Ieri sera c’è stata la prima serata del Festival di Sanremo, che – che ne vogliate o no – è ciò che più di tradizionalista e italiano passa in tv. Esagerato, pieno di luoghi comini e di siparietti che dovrebbero essere divertenti ma in realtà sono imbarazzanti e non fanno ridere nessuno, con cache esagerati e tremendamente lungo. Sì perché quando alle 23.00 hanno cantato solo in 5 dei 13 cantanti che si devono esibire inizia a venirti il dubbio se dovrai fare after con Amadeus e Fiorello che se la cantano e se la suonano. Però alla fine, nonostante questo, Sanremo si guarda. Forse perché si spera sempre di scoprire delle canzoni che ci facciano dire che ne vale la pena di essersi sorbiti tutto questo spettacolo, per un’emozione nuova, perché alla fine è questo il bello della musica. È questo che dovrebbe celebrare il festival.
A me ad esempio piacciono gli occhi dei cantanti che si esibiscono perché Sanremo è Sanremo, e non credo che ci sia alcun artista – anche quello che fa il più gradasso e dice che lui non si omologa a queste cose italiane – che non desidererebbe salire sul palco dell’Ariston, così intriso di storia e di emozioni.

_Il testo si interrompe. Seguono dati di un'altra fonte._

//! Thread-safe in-memory [`TokenStore`] and [`CounterStore`] implementations.

// self
use crate::{
	_prelude::*,
	auth::{ClientId, SessionToken, TokenRecord},
	limiter::{Admission, WindowCounter},
	store::{CounterStep, CounterStore, InsertOutcome, ShardedMap, TokenStore},
};

/// Process-lifetime token storage. Clones share the same records.
#[derive(Clone, Debug, Default)]
pub struct MemoryTokenStore(Arc<ShardedMap<SessionToken, TokenRecord>>);
impl MemoryTokenStore {
	/// Creates a store spread over `shards` independently locked shards.
	pub fn with_shards(shards: usize) -> Self {
		Self(Arc::new(ShardedMap::with_shards(shards)))
	}
}
impl TokenStore for MemoryTokenStore {
	fn insert_new(&self, record: TokenRecord) -> InsertOutcome {
		if self.0.insert_absent(record.token.clone(), record) {
			InsertOutcome::Inserted
		} else {
			InsertOutcome::Collision
		}
	}

	fn fetch_live(&self, token: &str, now: OffsetDateTime) -> Option<TokenRecord> {
		self.0.get_or_evict(token, |record| record.is_active_at(now))
	}

	fn purge_expired(&self, now: OffsetDateTime) -> usize {
		self.0.retain(|_, record| record.is_active_at(now))
	}

	fn len(&self) -> usize {
		self.0.len()
	}
}

/// Process-lifetime rate-limit window storage. Clones share the same windows.
#[derive(Clone, Debug, Default)]
pub struct MemoryCounterStore(Arc<ShardedMap<ClientId, WindowCounter>>);
impl MemoryCounterStore {
	/// Creates a store spread over `shards` independently locked shards.
	pub fn with_shards(shards: usize) -> Self {
		Self(Arc::new(ShardedMap::with_shards(shards)))
	}
}
impl CounterStore for MemoryCounterStore {
	fn apply(&self, client: &ClientId, step: &mut CounterStep<'_>) -> Admission {
		self.0.update(client, |slot| step(slot))
	}

	fn purge_elapsed(&self, now: OffsetDateTime) -> usize {
		self.0.retain(|_, counter| !counter.has_elapsed_at(now))
	}

	fn len(&self) -> usize {
		self.0.len()
	}
}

Quindi ora vi racconto le mie di emozioni di ieri sera – io che ieri ho commentato la serata con gli amici praticamente in dieci chat di whatsapp perché si sa, Sanremo lo guardano tutti.
Ve lo dico subito: non sarò imparziale.
La serata di apre ovviamente con le nuove proposte, e ci sono due cose che mi colpiscono. La prima è il fatto che un cantante si chiami Gaudiano. La seconda è un tale Folcast che delicatamente ci dice “Scopriti, che fuori non piove, non fa neanche freddo e batte forte il sole.” L’ho riascoltata dieci volte stamattina. Meravigliosa.

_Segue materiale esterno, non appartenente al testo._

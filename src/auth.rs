//! Client identities, the protected API key, and session token models.

pub mod id;
pub mod record;
pub mod secret;
pub mod token;

pub use id::*;
pub use record::*;
pub use secret::*;
pub use token::*;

I due giovani comunque sono poi passati alla finale per le nuove proposte, eliminando così gli altri due concorrenti: Elena Faggi e Avincola.
Dopo di che vediamo salire sul palco Diodato, un bellissimo deja-vu, che mi fa sempre emozionare e ci ricorda che l’ultima scena serena del 2020 è stato Bugo che ha abbandonato il palco l’anno scorso.
Cominciano i big. Cominciamo con Arisa che non si capisce bene perché abbia delle unghie chilometriche e cosa abbia fra i capelli, però la sua voce mi incanta, sempre. Andiamo avanti con Colapesce e De Martino che non è che mi abbiano colpito più di tanto, ma ho apprezzato l’entusiasmo.
Poi abbiamo Aiello, un mix fra le sonorità di Mahmood e Mengoni con qualche grido in più forse uscito un po’ male, ma Mahmood e Mengoni già ce li abbiamo e ci piacciono così, però voglio dargli fiducia e aspetto un’altra esibizione.
Arrivano Francesca Michelin e Fedez sul palco con un nastro che li divide, forse uno dei gradi di separazione della Michelin. La canzone è carina, lei con una presenza scenica importante, lui emozionatissimo. Però l’autotune a Sanremo no.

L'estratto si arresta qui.